Here, a profound duality of learning versus consumption has been contentious even while the spectrum of shows available on networks, public stations and cable channels like Nickelodeon or FOX Family has expanded continually Together, both cultural issues and programming have influenced what children are in contemporary America.

Early children’s shows on television used live actors, puppets and cartoons to capture their audience. Network shows included Howdy Doody (NBC, 1947–60), with fanciful, long-running characters and a child-filled peanut gallery and Captain Kangaroo (CBS, 1955–84) and his familiar friends. Local shows featuring “T-Bar-V” ranch (in Louisville), “Mayor Art” (San Francisco, CA) or comedian Soupy Sales (New York City) showcased children as real participants as well; the ambience of these shows is captured ironically in Krusty the Clown in The Simpsons. Elements like warm, longrunning characters in a home-like setting, multiple stories and forms of narrative and live children have continued in shows as diverse as Peewee’s Playhouse, Barney and Mr Roger’s Neighborhood.

Disney represents a special early and continuing chapter in children’s television, from Disneyland (ABC, 1954–8) to The Wonderful World of Disney on the same network that it now owns at the end of the century As David Bianculli observes, this essentially makes it not only the longest running weekly series in history but also the longest running infomercial. The show has invariably highlighted Disney theme parks, trademark characters, massmedia products or some other aspect of corporate development. Here, the child is less consumer than pawn. In the 1960s, Disney’s Wonderful World of Color pushed color television for NBC’s parent company General Electric. In the 1990s, Disney also created its own premium channel as well as its merger/return to ABC.

Despite Disney’s domination of animation, others also produced and packaged cartoon shows for children. Warner Brothers, for example, built anthologies around their theatrical, animated characters like Daffy Duck or Road Runner. William Hanna and Joseph Barbera produced Huckleberry Hound (1958–61) and QuickDraw McGraw (1950–61) which translated sitcom plots and movie scenarios like westerns into children’s vaudeville, embodied in quick-talking bears (Yogi), plodding lawmen (Huckleberry Hound and Quickdraw McGraw) and less elaborate drawing. These cartoons roamed local stations for years in syndicated releases. Other animated shows appeared in evening hours, like the Flintstones (ABC, 1960–6), which aped the adult Honeymooners.

Saturday morning as a cartoon kingdom began to emerge in the 1960s as series by Hanna-Barbera, Sid and Marty Krofft and others glued children to the set between eight and noon. As Timothy and Kevin Burke (1999) note, Saturday morning became a magnet, drawing animated series out of prime time as well as fostering new opportunities for decades, ranging from talented animals to superheroes and varying in plot and quality of animation. The 1960s also spawned ironic forebears of later hip animated comedy like Jay Ward’s Rocky and His Friends (ABC, 1959–61 and sequels) or George of the Jungle.

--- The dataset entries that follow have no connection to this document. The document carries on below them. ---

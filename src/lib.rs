//! camwatch library crate.
//!
//! Keeps a live frame stream flowing from a hot-pluggable camera. The core is
//! [`camera::DeviceSession`], a reconnecting state machine that classifies
//! every read; everything else is a thin consumer of it.

pub mod camera;
pub mod capture_loop;
pub mod cli;
pub mod config;
pub mod consumer;
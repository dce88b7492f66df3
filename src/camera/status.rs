//! Lifecycle states and per-read status values reported by a session.

use std::fmt;

use serde::Serialize;

/// Lifecycle state of a [`DeviceSession`](super::DeviceSession).
#[derive(Debug, Clone, Copy, PartialEq, Eq, Serialize)]
#[serde(rename_all = "snake_case")]
pub enum LinkState {
    /// No handle; initial state and the state after `release()`
    Disconnected,
    /// A connect attempt is in flight
    Connecting,
    /// Handle open and verified
    Connected,
    /// Consecutive read failures crossed `max_failed_frames`
    LinkLost,
    /// Bounded attempt budget exhausted; only `release()` leaves this state
    Failed,
}

impl LinkState {
    pub fn as_str(self) -> &'static str {
        match self {
            LinkState::Disconnected => "disconnected",
            LinkState::Connecting => "connecting",
            LinkState::Connected => "connected",
            LinkState::LinkLost => "link_lost",
            LinkState::Failed => "failed",
        }
    }

    pub fn is_connected(self) -> bool {
        self == LinkState::Connected
    }
}

impl fmt::Display for LinkState {
    fn fmt(&self, f: &mut fmt::Formatter<'_>) -> fmt::Result {
        f.write_str(self.as_str())
    }
}

/// Classification of a single `read_frame` call.
#[derive(Debug, Clone, Copy, PartialEq, Eq, Serialize)]
#[serde(rename_all = "snake_case")]
pub enum ReadStatus {
    /// A frame was returned
    Success,
    /// No frame this time; failure count still below threshold
    TransientReadFailure,
    /// This call crossed the failure threshold and dropped the handle
    LinkLost,
    /// No handle, and reconnecting was skipped (rate limit) or failed
    Disconnected,
    /// Unexpected device-layer fault
    Error,
}

impl ReadStatus {
    pub fn as_str(self) -> &'static str {
        match self {
            ReadStatus::Success => "success",
            ReadStatus::TransientReadFailure => "frame_failed",
            ReadStatus::LinkLost => "connection_lost",
            ReadStatus::Disconnected => "disconnected",
            ReadStatus::Error => "error",
        }
    }
}

impl fmt::Display for ReadStatus {
    fn fmt(&self, f: &mut fmt::Formatter<'_>) -> fmt::Result {
        f.write_str(self.as_str())
    }
}

/// Snapshot of a session for status banners and diagnostics.
#[derive(Debug, Clone, PartialEq, Eq, Serialize)]
pub struct SessionStats {
    /// Device the session is bound to
    pub device: String,
    pub state: LinkState,
    /// Successful connections after the first one
    pub reconnections: u64,
    /// Connect attempts of any outcome, including `start()`
    pub connect_attempts: u64,
    pub consecutive_failures: u32,
}
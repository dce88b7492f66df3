//! Command-line interface definitions and helpers.
//!
//! This module contains all CLI argument parsing, enums, and subcommand handlers.

mod args;
mod commands;
mod enums;

pub use args::{Args, Command, ConfigAction};
pub use commands::{handle_config_action, init_config, list_cameras, probe, InitError};
pub use enums::{BackoffMode, Scope};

While leavened with limp network educational series, Saturday morning also became a stronghold for targeted programming and advertising that provided product placements and vocabularies of life for Generation X. Shows and commercials sold millions of toys and boxes of breakfast cereals, while transmitting ideas ranging from victories of good and sharing over evil, or masculine domination where superheroes were invariably white.

While rules controlling such commercials were in place in the late 1960s, these were totally eliminated in 1983.

Because of commercialism as much as quality Saturday morning galvanized attacks on consumerist television. Federal Communications Commissioner Newton Minow—famed for his description of television as a “vast wasteland”—and the later Action for Children’s Television, begun in 1968, sought to control both content and relationships between advertising and programming (e.g. Flintstones’ vitamins or other spin-offs).

ACT’s strategies, however, faced shifting regulation—while Jimmy Carter was interventionist to the point of considering a ban on advertisements, Ronald Reagan eliminated controls instead. Debate over the impact of violence also ensued, although network censors generally monitored content for children’s shows.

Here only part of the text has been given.